But those early innovators weren’t starting from nothing. Before those first Christian missionaries set out, God was already at work in the world guiding and inspiring humanity. One way God did this was through the Psalms — the stunning collection of songs and poem in the middle of the Old Testament — a tremendous soul-rich resource that has given solace, vision and motive force to humans for thousands of years!
The musicality and rhythm of the Psalms, both in the original Hebrew and in translation, have made them incredibly memorable and ‘portable’ as we as God’s people have carried them with us. For most of human history most people have been unable to read and write but for all of human history people have been able to sing and recite things word perfect from memory.
So what about those peat bogs? Where do they come into this?
Well bogs — those mossy wetlands — are brilliant for ecology, archaeology and theology! Firstly, they are a carbon sink which means they helpfully store greenhouse gasses keeping them out of the atmosphere. As we think about our mission, sharing the Gospel today, how we care for the planet has to be a core part of caring for one another. Preserving peat bogs are a brilliant natural example of how we can care for the earth. Secondly, they provide a unique chemical environment that can preserve ancient artefacts remarkably well giving us fascinating insights into the past and into our faith.
The ‘Peat Bog Psalter’, a book of Psalms, was uncovered in Ireland just 18 years ago after spending over ONE THOUSAND years in a bog! The absence of oxygen and the presence of certain acids do a great job of preserving organic matter. The manuscript was preserved by sphagnum moss as it sat upright in under the ground for all that time. In fact, if the farmers who accidentally found it while cutting the turf hadn’t wisely covered it back up in moss immediately the exposure to the air and sunlight would have quickly destroyed it. As it is, it’s an invaluable find for archaeology and it is so well conserved that parts of it are even visible to view and read (in Latin!) online. The Peat Bog Psalter has made it from parchment to the touchscreen!

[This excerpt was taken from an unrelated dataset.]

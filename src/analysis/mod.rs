//! 素材分析层

pub mod analyzer;

pub use analyzer::{fallback_analysis, LlmMaterialAnalyzer, MaterialAnalysis, MaterialAnalyzer};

And so what does this Peat Bog Psalter have to do with our mission as God’s people today? Well this one object tells a fascinating story. Archaeologists were surprised to discover fragments of papyrus in the binding of the book suggesting a direct link to the Coptic church in Egypt and the eastern Mediterranean! In the late eighth century missionaries perched in the boggy North Atlantic carried with them not only the psalms but a direct material link to the origins of their faith and vibrant communities of faith hundreds and hundreds of miles away!
How does papyrus make its way to a boggy field in Ireland in the middle of the Middle Ages? The same way that Hebrew words become Greek and Latin and Gaelic and English. The same way that words spoken in Aramaic centuries before become beautiful images painted on parchment. Through missionaries — through us.
For we are a people on a mission. A mission from God. Christ has already won, having defeated darkness and death for all time, but our mission to share the gospel is still ongoing, still unfolding as we reach out to point more people to God’s eternal love. More people need to hear about the Kingdom. More people need to hear the universal wisdom and beauty of the Psalms to discover the solace, inspiration and motivation they offer.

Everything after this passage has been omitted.